Therefore, this study proposes a partition refinement method for public WorldPop population spatial distribution data based on land-use data at the grid-unit level. Taking Zhuhai City, Guangdong Province, China, as an example, WorldPop data with a spatial resolution of 100 m were refined using land-use data with an accuracy better than 1 m considered as auxiliary data. Based on the partition method, the population was divided according to density, and the land-type weight of each population density area was calculated to reduce the heterogeneity of the population in spatial distribution. The original grid population of WorldPop was redistributed under the dual constraints of land-type weight and land-type area weight and refined to 25 m × 25 m population grid data. The accuracy and effectiveness of the fine population grid dataset obtained using this method were tested using demographic data of administrative units such as Township, Town, and Sub-district. Compared to previous research [11, 25, 27] on the refinement of population spatial distribution data, this method establishes a partition model at the grid-unit level, effectively utilizes public population spatial distribution data, and overcomes the dependence on demographic data. Further, our study solves the problem of the public population spatial distribution dataset being not sufficiently accurate to describe small-scale regions and low resolutions. This method offers the advantages of high operability, easy implementation, and easy data access and can also fulfill the requirements of analysis, management, and scientific research owing to its spatial accuracy.

Study area and data

Study area

Zhuhai City, Guangdong Province, located in southern China was selected as the study area (Fig 1). It is a prefecture-level, central city in the Pearl River Delta, and an important node city in the Guangdong–Hong Kong–Macao Greater Bay Area. It faces Hong Kong across the sea in the east and Macau in the south. The city is under the jurisdiction of Xiangzhou, Doumen, and Jinwan, which are county-level administrative regions. According to the unified accounting of the Guangdong Provincial Bureau of Statistics, Zhuhai City’s regional gross domestic product (GDP) was CNY 348.194 billion in 2020, and the three administrative regions of Xiangzhou, Jinwan, and Doumen achieved regional GDP of CNY 234.753 billion, CNY 700.40 billion, and CNY 434.01 billion, respectively. The population of Zhuhai City is 2,439,585, with an average population density of 1411 people/km². The population densities of Xiangzhou, Jinwan, and Doumen Districts are 2503 people/km², 791 people/km², and 995 people/km², respectively.

Download:

Fig 1. Zhuhai City geographical location map.

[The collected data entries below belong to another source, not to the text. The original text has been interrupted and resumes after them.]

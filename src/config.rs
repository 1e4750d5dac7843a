use std::env;
use std::time::Duration;

pub fn get_env_var(name: &str) -> Result<String, String> {
    env::var(name).map_err(|_| format!("env var \"{}\" not set", name))
}

/// Engine tuning knobs, read from the environment with sane defaults.
#[derive(Debug, Clone)]
pub struct EngineConfig {
    /// How long a caller may wait for an auction's critical section before
    /// the request is bounced with `Contention`.
    pub lock_timeout: Duration,
    /// Snapshots buffered per fan-out channel before lagging subscribers
    /// start losing the oldest ones.
    pub notify_capacity: usize,
}

impl Default for EngineConfig {
    fn default() -> Self {
        EngineConfig {
            lock_timeout: Duration::from_secs(5),
            notify_capacity: 64,
        }
    }
}

impl EngineConfig {
    /// `LOCK_TIMEOUT_MS` and `NOTIFY_CAPACITY`; unset or unparsable values
    /// fall back to the defaults.
    pub fn from_env() -> Self {
        let defaults = EngineConfig::default();
        let lock_timeout = get_env_var("LOCK_TIMEOUT_MS")
            .ok()
            .and_then(|raw| raw.parse::<u64>().ok())
            .map(Duration::from_millis)
            .unwrap_or(defaults.lock_timeout);
        let notify_capacity = get_env_var("NOTIFY_CAPACITY")
            .ok()
            .and_then(|raw| raw.parse::<usize>().ok())
            .unwrap_or(defaults.notify_capacity);
        EngineConfig {
            lock_timeout,
            notify_capacity,
        }
    }
}
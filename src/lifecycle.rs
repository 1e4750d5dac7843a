use crate::auction::{Auction, AuctionStatus};
use crate::error::Reject;
use crate::identity::Identity;
use crate::store::AuctionMutation;

/// Authorize the single lifecycle transition, Active -> Ended. Pure; the
/// coordinator surfaces `NotFound` before this runs. Ending freezes
/// `current_bid` and `highest_bidder` permanently; there is no pause,
/// cancel or reopen.
pub fn authorize_end(auction: &Auction, requester: &Identity) -> Result<AuctionMutation, Reject> {
    if auction.status == AuctionStatus::Ended {
        return Err(Reject::AlreadyEnded);
    }
    if requester.user_id != auction.owner_id {
        return Err(Reject::Forbidden);
    }
    Ok(AuctionMutation::End)
}
use facetree::camera::Camera;
use facetree::camera::Viewport;
use facetree::config::LodConfig;
use facetree::cube::CubeSphere;
use facetree::visit::LeafRenderer;
use glam::DVec3;

/// Print one frame of the unfolded cube for a focus direction given as `x y z`.
fn main() -> anyhow::Result<()> {
    let args: Vec<f64> = std::env::args()
        .skip(1)
        .map(|a| a.parse::<f64>())
        .collect::<Result<_, _>>()?;

    let focus = match args[..] {
        [x, y, z] => DVec3::new(x, y, z),
        _ => DVec3::new(1.0, 0.6, 0.1),
    };

    let config: LodConfig = "depth=6,k=1.5".parse()?;
    let sphere = CubeSphere::build(&config, focus)?;

    let tile = 40;
    let mut cam = Camera::new(4 * tile, 3 * tile);

    let mut leaves = LeafRenderer::new(&mut cam).wireframe(true);

    sphere.visit(&mut leaves, |r, face, tree| {
        r.renderer
            .set_viewport(Viewport::cube_cross(face, tree.bounds(), tile as i64));
    });

    println!("{}", cam.render());
    println!("{} leaves", sphere.leaf_count());

    Ok(())
}
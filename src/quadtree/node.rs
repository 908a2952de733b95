use std::fmt::Debug;

use crate::color::Color;
use crate::quadtree::aabb::Aabb;
use crate::quadtree::point::Point;

/// Index of a node in the tree's arena.
pub type NodeID = usize;

/// The four children of a split node, in traversal order.
#[derive(Debug, Clone, Copy, PartialEq, Eq, Hash)]
pub enum Quadrant {
    NorthWest = 0,
    NorthEast = 1,
    SouthWest = 2,
    SouthEast = 3,
}

impl Quadrant {
    pub const ALL: [Quadrant; 4] = [
        Quadrant::NorthWest,
        Quadrant::NorthEast,
        Quadrant::SouthWest,
        Quadrant::SouthEast,
    ];

    pub fn index(self) -> usize {
        self as usize
    }
}

/// One square region of a face.
///
/// A node is either a leaf (`children` is `None`) or has exactly four children, one per
/// [`Quadrant`], which together partition its region.
#[derive(Clone, PartialEq)]
pub struct QuadNode {
    pub center: Point,

    /// Half of the side length.
    pub half: f64,

    /// Distance from the root, which sits at depth `0`.
    pub depth: u32,

    pub color: Color,

    /// Indices of the `[nw, ne, sw, se]` children in the arena.
    pub children: Option<[NodeID; 4]>,
}

impl QuadNode {
    pub fn leaf(center: Point, half: f64, depth: u32, color: Color) -> Self {
        QuadNode {
            center,
            half,
            depth,
            color,
            children: None,
        }
    }

    /// Full side length of the region.
    pub fn size(&self) -> f64 {
        2f64 * self.half
    }

    pub fn is_leaf(&self) -> bool {
        self.children.is_none()
    }

    pub fn bounds(&self) -> Aabb {
        Aabb::from_center(self.center, self.half)
    }

    pub fn child(&self, q: Quadrant) -> Option<NodeID> {
        self.children.map(|c| c[q.index()])
    }
}

impl Debug for QuadNode {
    fn fmt(&self, f: &mut std::fmt::Formatter<'_>) -> std::fmt::Result {
        write!(f, "[{:?} size {} depth {}", self.center, self.size(), self.depth)?;

        match self.children {
            Some([nw, ne, sw, se]) => write!(f, ", nw: {nw}, ne: {ne}, sw: {sw}, se: {se}]"),
            None => write!(f, ", leaf]"),
        }
    }
}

https://doi.org/10.1371/journal.pone.0301127.g001

As an important city in China’s special economic zone, Zhuhai City has a high level of urbanization development, and the population urbanization rate has reached 90.47%. Zhuhai City is an important port city in China with 10 national first-class ports. It has the largest sea area, largest islands, and longest coastline in the Pearl River Delta. The connectivity of the population space between local areas in Zhuhai City is interrupted, and the population is concentrated in urban areas. The population density between urban and rural areas is considerably different, and the spatial distribution of the population exhibits spatial heterogeneity. Therefore, conducting population spatial distribution refinement using Zhuhai City as the research area is challenging.

Data sources

Details of the research data used in this study are listed in Table 1. Land-use data were used to calculate the land type and area weights. WorldPop data were used as the initial values before the population grid allocation. GPW and LandScan data were used for accuracy verification and comparison. Demographic data were compared to verify the effectiveness of the method.

Download:

Table 1. Datasets and sources.

https://doi.org/10.1371/journal.pone.0301127.t001

Land-use data.

Land-use data were obtained from the 2020 Land-Use Change Survey database and applied to the Ministry of Natural Resources of the People’s Republic of China. For 2020, the database was used to collect the latest remote sensing image data for the country. Data with a resolution better than 1 m were used in rural areas, and those with a resolution better than 0.2 m were used in urban villages to create a digital orthophoto map. Internal interpretation extracts information on land use changes, such as construction and agricultural land [28]. As illustrated in Fig 1, the first class of land-use data included cultivated, garden, forest, grass, commercial and service, industrial and mining storage, residential, public management and service, specially designated, transportation, water area and water conservancy facilities, and other land types.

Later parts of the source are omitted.